TRY IT: Provide nothing except how many lines of the data contain the word "clone".

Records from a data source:
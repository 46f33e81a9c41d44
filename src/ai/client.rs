//! HTTP client for the AI messages API

use std::time::Duration;

use async_trait::async_trait;
use reqwest::header::{HeaderMap, HeaderValue, CONTENT_TYPE};
use serde::{Deserialize, Serialize};
use tracing::debug;

use crate::config::AiServiceConfig;

use super::{AiError, AiProvider};

const API_VERSION: &str = "2023-06-01";

#[derive(Debug, Serialize)]
struct ChatRequest<'a> {
    model: &'a str,
    max_tokens: u32,
    messages: Vec<ChatMessage<'a>>,
}

#[derive(Debug, Serialize)]
struct ChatMessage<'a> {
    role: &'static str,
    content: &'a str,
}

#[derive(Debug, Deserialize)]
struct ChatResponse {
    content: Vec<ContentBlock>,
}

#[derive(Debug, Deserialize)]
struct ContentBlock {
    #[serde(rename = "type")]
    kind: String,
    #[serde(default)]
    text: String,
}

/// Messages-API client used as the production [`AiProvider`]
pub struct HttpAiClient {
    http: reqwest::Client,
    api_key: String,
    base_url: String,
    model: String,
    max_tokens: u32,
}

impl HttpAiClient {
    pub fn new(config: &AiServiceConfig) -> Result<Self, AiError> {
        let http = reqwest::Client::builder()
            .timeout(Duration::from_secs(config.timeout_secs))
            .build()?;
        Ok(Self {
            http,
            api_key: config.api_key.clone(),
            base_url: config.base_url.trim_end_matches('/').to_string(),
            model: config.model.clone(),
            max_tokens: config.max_tokens,
        })
    }

    fn headers(&self) -> Result<HeaderMap, AiError> {
        let mut headers = HeaderMap::new();
        headers.insert(
            "x-api-key",
            HeaderValue::from_str(&self.api_key).map_err(|_| AiError::Api {
                status: 0,
                message: "API key contains invalid header characters".to_string(),
            })?,
        );
        headers.insert("anthropic-version", HeaderValue::from_static(API_VERSION));
        headers.insert(CONTENT_TYPE, HeaderValue::from_static("application/json"));
        Ok(headers)
    }
}

#[async_trait]
impl AiProvider for HttpAiClient {
    async fn complete(&self, prompt: &str) -> Result<String, AiError> {
        let url = format!("{}/messages", self.base_url);
        let request = ChatRequest {
            model: &self.model,
            max_tokens: self.max_tokens,
            messages: vec![ChatMessage {
                role: "user",
                content: prompt,
            }],
        };

        debug!(model = %self.model, "AI completion request");

        let response = self
            .http
            .post(&url)
            .headers(self.headers()?)
            .json(&request)
            .send()
            .await?;

        let status = response.status();
        if !status.is_success() {
            let message = response.text().await.unwrap_or_default();
            return Err(AiError::Api {
                status: status.as_u16(),
                message,
            });
        }

        let body: ChatResponse = response.json().await.map_err(AiError::Http)?;
        let text = body
            .content
            .iter()
            .filter(|block| block.kind == "text")
            .map(|block| block.text.as_str())
            .collect::<Vec<_>>()
            .join("\n");
        Ok(text)
    }
}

RESULT: 2